Phosphorus, potassium and sulfur have major roles in production of proteins, thereby decreasing nitrate within the plant. Calcium, magnesium and soil pH are closely involved in plant nutrition and crop performance as measured by yield and quality. Tables 1, 2 and 3 illustrate the importance of providing optimum mineral nutrition for plants in connection with nitrogen fertilization.
Table 1
Nitrate-N in corn plants with phosphate applied to low phosphate soil. (Department
of Agronomy)
| P2O5 applied per acre | Nitrate-N in plants |
|---|---|
| None | 0.150 percent |
| 200 pounds | 0.070 percent |
| 400 pounds | 0.060 percent |
| 800 pounds | 0.055 percent |
| 1,000 pounds | 0.046 percent |
Table 2
Average yields and nitrate-nitrogen of spring growth only of 11 surface fertilized
demonstration fields of established grasses in Gasconade County.

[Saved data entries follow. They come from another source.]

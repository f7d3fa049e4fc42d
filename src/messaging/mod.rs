mod frame;
mod router;

pub use frame::{Frame, FrameType, now_ms};
pub use router::FrameRouter;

| Treatment per acre | Yield per acre | Nitrate-N |
|---|---|---|
| None | 2,487 pounds | Trace |
| 40+40+40 | 4,462 pounds | 0.01 percent |
| 90+40+40 | 4,973 pounds | 0.05 percent |
| 90+0+0 | 4,476 pounds | 0.09 percent |
| 180+0+0 | 5,478 pounds | 0.37 percent |
Table 3
Effects of limited essential plant nutrients. (Department of Agronomy)
| Soil treatment | Percent nitrate-N | ||
|---|---|---|---|
| Smartweeds | Sudan | Lettuce | |
| Basic1 | 0.46 | 0.05 | 0.20 |
| Basic minus N | 0.45 | 0.03 | |
| Basic minus P | 0.96 | 0.18 | 0.40 |
| Basic minus K | 0.80 | 0.33 | |
| Basic minus Ca | 0.45 | 0.40 | |
Nitrate accumulation in a tissue or organ of a plant is the result of the rate of uptake and translocation to other plant parts, and the rate of assimilation into proteins. In mature plants, nitrate accumulates primarily in stems and stalks, with greatest concentration in the basal areas.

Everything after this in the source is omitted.